Il est difficile pour une personne ayant vécu une enfance normale de s’imaginer ce que cela signifie de grandir dans le manque. Qu’est-ce que le manque ? Comment un enfant vit-il le manque de quelque chose ?
Si vous avez de la chance, vous vous imaginez sûrement le jouet que vous n’avez jamais eu, la sucrerie qui vous a été interdite, un endroit où vous n’aviez pas le droit de trainer ou un ami que vous ne pouviez plus fréquenter. Ça vous manque un temps, mais on finit par passer à autre chose.
Si vous avez un peu moins de chance, vous avez plutôt pensé à un parent qui n’était pas ou plus là, à un proche qui vous a quitté plus ou moins brutalement, à des produits d’hygiènes, des médicaments et des équipements scolaires basiques que votre famille ne pouvait pas vous acheter, ou même à des amis qui n’existaient pas ou trop peu. On se dit que ça va passer, qu’on peut apprendre à vivre sans, mais ça nous manque toujours un peu malgré nous.
Maintenant, si vous êtes comme moi, vous n’avez pensé à rien. Absolument rien. Parce que pour manquer de quelque chose, il faut d’abord savoir que ce quelque chose existe.
Je n’étais qu’un bébé quand mes parents sont morts et les seules informations que j’ai sur eux m’ont été racontées par mon oncle ; c’est-à-dire quasiment rien. Je crois qu’il me blâmait d’avoir causé la perte de sa sœur et sa seule famille. Malgré tout, c’est à lui qu’est revenue ma garde et c’est avec lui que j’ai grandi. Il n’a jamais pris le temps de m’expliquer qui j’étais vraiment et, pendant longtemps, j’ai cherché à obtenir l’affection de ce père qui ne voulait pas en être un. Puis j’ai fini par me demander ce qui clochait chez moi. Parce que le problème venait forcément de moi si mon propre père me grondait tout le temps.
Mais les années passaient et l’humeur de ce père ne faisait que se dégrader. J’ai vite compris qu’il ne fallait pas que je pose de questions, que je me contente d’effectuer le travail qu’il me donnait et de me faire la plus discrète possible. Même en respectant toutes ces consignes, je n’étais jamais à l’abri d’un bon coup de ceinture. Pour moi, c’était normal, c’était mon quotidien. Et je ne parle même pas de mes conditions de vie qui – bien que je n’en eusse aucune notion à l’époque – étaient vraiment déplorables.

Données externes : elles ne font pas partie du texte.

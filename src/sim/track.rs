//! Live segment window
//!
//! Generates ahead of the player, evicts behind, and remembers which coins and
//! hearts have been picked up.

use std::collections::HashSet;

use glam::Vec3;
use rand::SeedableRng;
use rand_pcg::Pcg32;

use super::generator::generate_segment;
use super::segment::{CoinId, HeartId, Pattern, Segment, SegmentId};
use crate::consts::*;
use crate::travel_progress;

/// Segments added and removed by one `advance`/`reseed`
#[derive(Debug, Default)]
pub struct TrackChanges {
    pub spawned: Vec<SegmentId>,
    pub evicted: Vec<Segment>,
}

impl TrackChanges {
    pub fn is_empty(&self) -> bool {
        self.spawned.is_empty() && self.evicted.is_empty()
    }
}

/// Ordered window of live segments
#[derive(Debug, Clone)]
pub struct TrackStream {
    /// Sorted by index
    segments: Vec<Segment>,
    /// Start of the next segment
    cursor: Vec3,
    next_index: u32,
    /// Never reset, so ids stay unique across runs
    next_id: u64,
    rng: Pcg32,
    collected_coins: HashSet<CoinId>,
    collected_hearts: HashSet<HeartId>,
}

impl TrackStream {
    /// Empty window. Call `reseed` before the first run.
    pub fn new(seed: u64) -> Self {
        Self {
            segments: Vec::new(),
            cursor: Vec3::ZERO,
            next_index: 0,
            next_id: 1,
            rng: Pcg32::seed_from_u64(seed),
            collected_coins: HashSet::new(),
            collected_hearts: HashSet::new(),
        }
    }

    /// Live segments, ordered by index
    pub fn window(&self) -> &[Segment] {
        &self.segments
    }

    pub fn segment(&self, id: SegmentId) -> Option<&Segment> {
        self.segments.iter().find(|s| s.id == id)
    }

    pub fn by_index(&self, index: u32) -> Option<&Segment> {
        self.segments.iter().find(|s| s.index == index)
    }

    pub fn last(&self) -> Option<&Segment> {
        self.segments.last()
    }

    pub fn cursor(&self) -> Vec3 {
        self.cursor
    }

    /// Discard everything and lay down a fresh opening from the origin
    pub fn reseed(&mut self, seed: u64, pattern: Pattern) -> TrackChanges {
        let evicted = std::mem::take(&mut self.segments);
        self.cursor = Vec3::ZERO;
        self.next_index = 0;
        self.rng = Pcg32::seed_from_u64(seed);
        self.collected_coins.clear();
        self.collected_hearts.clear();

        let spawned = (0..OPENING_SEGMENTS)
            .map(|_| self.push_next(pattern))
            .collect();

        log::info!(
            "Track reseeded (seed {}, {} segments, {} discarded)",
            seed,
            self.segments.len(),
            evicted.len()
        );

        TrackChanges { spawned, evicted }
    }

    /// Grow the frontier toward the player and drop segments left behind
    pub fn advance(&mut self, player: Vec3, pattern: Pattern) -> TrackChanges {
        let mut changes = TrackChanges::default();

        while changes.spawned.len() < MAX_SPAWNS_PER_TICK {
            let near_frontier = self
                .frontier_distance(player)
                .is_none_or(|d| d < SPAWN_DISTANCE);
            if !near_frontier {
                break;
            }
            changes.spawned.push(self.push_next(pattern));
        }

        let limit = travel_progress(player) - EVICT_MARGIN;
        let (kept, behind): (Vec<_>, Vec<_>) = std::mem::take(&mut self.segments)
            .into_iter()
            .partition(|s| travel_progress(s.center) >= limit);
        self.segments = kept;
        changes.evicted = behind;

        if self.segments.len() > MAX_WINDOW_SEGMENTS {
            let excess = self.segments.len() - MAX_WINDOW_SEGMENTS;
            changes.evicted.extend(self.segments.drain(..excess));
        }

        for seg in &changes.evicted {
            self.collected_coins.remove(&CoinId(seg.id));
            self.collected_hearts.remove(&HeartId(seg.id));
        }

        changes
    }

    /// Distance from the player to the last segment's center
    pub fn frontier_distance(&self, player: Vec3) -> Option<f32> {
        self.segments.last().map(|s| s.center.distance(player))
    }

    pub fn is_coin_collected(&self, id: CoinId) -> bool {
        self.collected_coins.contains(&id)
    }

    pub fn is_heart_collected(&self, id: HeartId) -> bool {
        self.collected_hearts.contains(&id)
    }

    /// Returns true only the first time a coin is marked
    pub fn mark_coin_collected(&mut self, id: CoinId) -> bool {
        self.collected_coins.insert(id)
    }

    /// Returns true only the first time a heart is marked
    pub fn mark_heart_collected(&mut self, id: HeartId) -> bool {
        self.collected_hearts.insert(id)
    }

    fn push_next(&mut self, pattern: Pattern) -> SegmentId {
        let id = SegmentId(self.next_id);
        self.next_id += 1;
        let (segment, cursor) = generate_segment(id, self.next_index, pattern, self.cursor, &mut self.rng);
        self.next_index += 1;
        self.cursor = cursor;
        self.segments.push(segment);
        id
    }
}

Tout cela a duré pendant vingt ans et aurait pu durer encore longtemps si je n’avais pas fait la rencontre de personnes qui m’ont ouvert les yeux. Et pour cela, je ne les remercierai jamais assez.
Je me suis réveillée à vingt ans avec l’étrange sensation de n’avoir pas existé avant cet instant. Je voyais le monde et ma vie pour la première fois dans leur entièreté et leur vérité la plus palpable. Et alors j’ai réalisé qu’on m’avait volé quelque chose de précieux et d’irrécupérable, une chose qui m’a manqué pendant tout ce temps et qui me manquera toujours. Mon enfance.
Oui, il est difficile pour une personne ayant vécu une enfance normale de s’imaginer ce que cela signifie de grandir dans le manque. Le manque d’affection. Le manque de savoir. Le manque de repères. Le manque de nourriture. Ce genre de manque, ça ne s’imagine pas. Ça se subit. Mais ça se voit aussi, et ça se sent. Et dans ces cas-là, il est très facile de faire un geste. Le geste qui peut tout changer.
C’est ainsi qu’a commencé mon réveil. Avec une simple main tendue.